Banks and hedge funds slammed for draining poorer countries of funds during pandemic

Wednesday, 14 October, 2020
  • $13 billion to be paid by lower income countries to rich creditors by end 2020

  • Campaigners call for urgent reforms to a debt system which puts profits ahead of lives

Some of the world’s richest investment banks and hedge funds are draining developing countries of urgently needed funds to deal with the coronavirus crisis, says a new report from a coalition of charities and campaign groups.

As the G20 finance ministers and the IMF meet this week, the report shows how financial corporations like Blackrock, HSBC and Goldman Sachs have become huge players in the world of sovereign debt, with multi-trillion dollar asset manager Blackrock alone holding close to US$1 billion of bond debt in Ghana, Kenya, Nigeria, Senegal and Zambia. Blackrock’s assets are worth 2.5 times more than the GDP of the entire African continent.

Nearly one-third of lower income country debt is owed to private creditors, but the proportion varies across countries, with 69% of all 2020 debt payments due in Zambia owed to private creditors and 59% in Ghana. In total, $13 billion in debt service payments from these countries to private creditors are due between the start of May and the end of 2020.

While some debt relief has been agreed by G20 countries, this does not encompass debts owed to these private companies, even though their debts tend to carry higher interest rates. Countries like Zambia have already requested relief from private creditors, but their proposal has been turned down, highlighting the enormous power of private creditors in the debt system. Perversely, this means debt relief agreed by rich countries is being diverted into the pockets of some of the richest investors in the world.

Issued by Global Justice Now, CAFOD, Christian Aid, Jubilee Debt Campaign and Oxfam, the report calls for urgent reform of the debt system, which the groups label opaque, complex and heavily weighted in favour of big financial corporations. They are calling for private sector creditors to be compelled to write down developing country debts, and for a new international mechanism that would allow for fair, speedy and comprehensive debt restructurings.

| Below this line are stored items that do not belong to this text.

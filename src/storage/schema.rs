//! Database schema definitions

/// SQL to create the repos table
pub const CREATE_REPOS_TABLE: &str = r#"
CREATE TABLE IF NOT EXISTS repos (
    id INTEGER PRIMARY KEY AUTOINCREMENT,
    name TEXT NOT NULL UNIQUE,
    last_accessed_at INTEGER NOT NULL
)
"#;

/// SQL to create the ancestry table
///
/// `ancestor` is a sparse pointer (not necessarily the git parent). The root commit
/// points at the NULL sentinel, id 0, which never exists as a row.
pub const CREATE_ANCESTRY_TABLE: &str = r#"
CREATE TABLE IF NOT EXISTS ancestry (
    id INTEGER PRIMARY KEY AUTOINCREMENT,
    repo_id INTEGER NOT NULL,
    commit_hash TEXT NOT NULL,
    height INTEGER NOT NULL,
    ancestor INTEGER NOT NULL,
    UNIQUE(repo_id, commit_hash)
)
"#;

/// SQL to create the symbols table
pub const CREATE_SYMBOLS_TABLE: &str = r#"
CREATE TABLE IF NOT EXISTS symbols (
    id INTEGER PRIMARY KEY AUTOINCREMENT,
    repo_id INTEGER NOT NULL,
    path TEXT NOT NULL,
    name TEXT NOT NULL,
    added TEXT NOT NULL DEFAULT '[]',
    deleted TEXT NOT NULL DEFAULT '[]'
)
"#;

/// SQL to create indexes
pub const CREATE_INDEXES: &[&str] = &[
    "CREATE INDEX IF NOT EXISTS idx_repos_last_accessed_at ON repos(last_accessed_at)",
    "CREATE INDEX IF NOT EXISTS idx_ancestry_repo ON ancestry(repo_id)",
    "CREATE INDEX IF NOT EXISTS idx_symbols_repo_path_name ON symbols(repo_id, path, name)",
];

/// All schema creation statements
pub fn all_schema_statements() -> Vec<&'static str> {
    let mut stmts = vec![
        CREATE_REPOS_TABLE,
        CREATE_ANCESTRY_TABLE,
        CREATE_SYMBOLS_TABLE,
    ];
    stmts.extend(CREATE_INDEXES.iter().copied());
    stmts
}
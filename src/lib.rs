//! # Rockskip - Incremental symbol index over git history
//!
//! Rockskip keeps, per repository, a database of symbol occurrences across every indexed
//! commit. A symbol query at any commit is answered from that database without re-parsing
//! the repository and without storing a full symbol snapshot per commit.
//!
//! Rockskip provides:
//! - A sparse ancestry skip list (one ancestor pointer per commit, chosen by the ruler sequence)
//! - Symbol rows tagged with `added`/`deleted` hop sets for visibility checks
//! - Incremental, commit-by-commit indexing driven by `git log` path statuses
//! - Per-repository read/write/index locks, request deduplication and worker routing
//! - Bounded storage through least-recently-searched repository eviction

pub mod config;
pub mod symbol;
pub mod storage;
pub mod lock;
pub mod git;
pub mod parser;
pub mod index;
pub mod router;
pub mod query;
pub mod evict;
pub mod status;
pub mod service;
pub mod server;

#[cfg(test)]
mod testutil;

// Re-exports for convenient access
pub use config::RockskipConfig;
pub use symbol::{ParsedSymbol, Symbol};
pub use storage::SqliteStore;
pub use query::{SearchMode, SearchOutcome, SearchParameters};
pub use service::Service;

/// Result type alias for Rockskip operations
pub type Result<T> = std::result::Result<T, Error>;

/// Error types for Rockskip operations
#[derive(Debug, thiserror::Error)]
pub enum Error {
    #[error("Storage error: {0}")]
    Storage(#[from] rusqlite::Error),

    #[error("Connection pool error: {0}")]
    Pool(#[from] r2d2::Error),

    #[error("IO error: {0}")]
    Io(#[from] std::io::Error),

    #[error("JSON error: {0}")]
    Json(#[from] serde_json::Error),

    #[error("Invalid regex: {0}")]
    Regex(#[from] regex::Error),

    #[error("Invalid query: {0}")]
    InvalidQuery(String),

    #[error("Git error: {0}")]
    Git(String),

    #[error("Parse error: {0}")]
    Parse(String),

    #[error("The indexing queue is full (repo {0})")]
    QueueFull(String),

    #[error("Deletion in progress for repo {0}")]
    DeletionInProgress(String),

    #[error("Indexing failed, check server logs: {0}")]
    IndexingFailed(String),

    #[error("ruler({height}) = {ruler} is out of range of len(hops) = {hops}")]
    Ruler { height: i64, ruler: usize, hops: usize },

    #[error("{0}")]
    Timeout(String),

    #[error("Request cancelled")]
    Cancelled,
}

Nick Dearden of Global Justice Now said:

“It is nothing short of obscene for the richest banks in the world to continue collecting debts from the poorest countries in the world, in the middle of one of the worst economic and health crises in living memory. While countries across Africa, Asia and Latin America urgently need to scale up spending which supports public healthcare and the livelihoods of their citizens, they are instead forced to fill the coffers of multi-trillion dollar investment funds.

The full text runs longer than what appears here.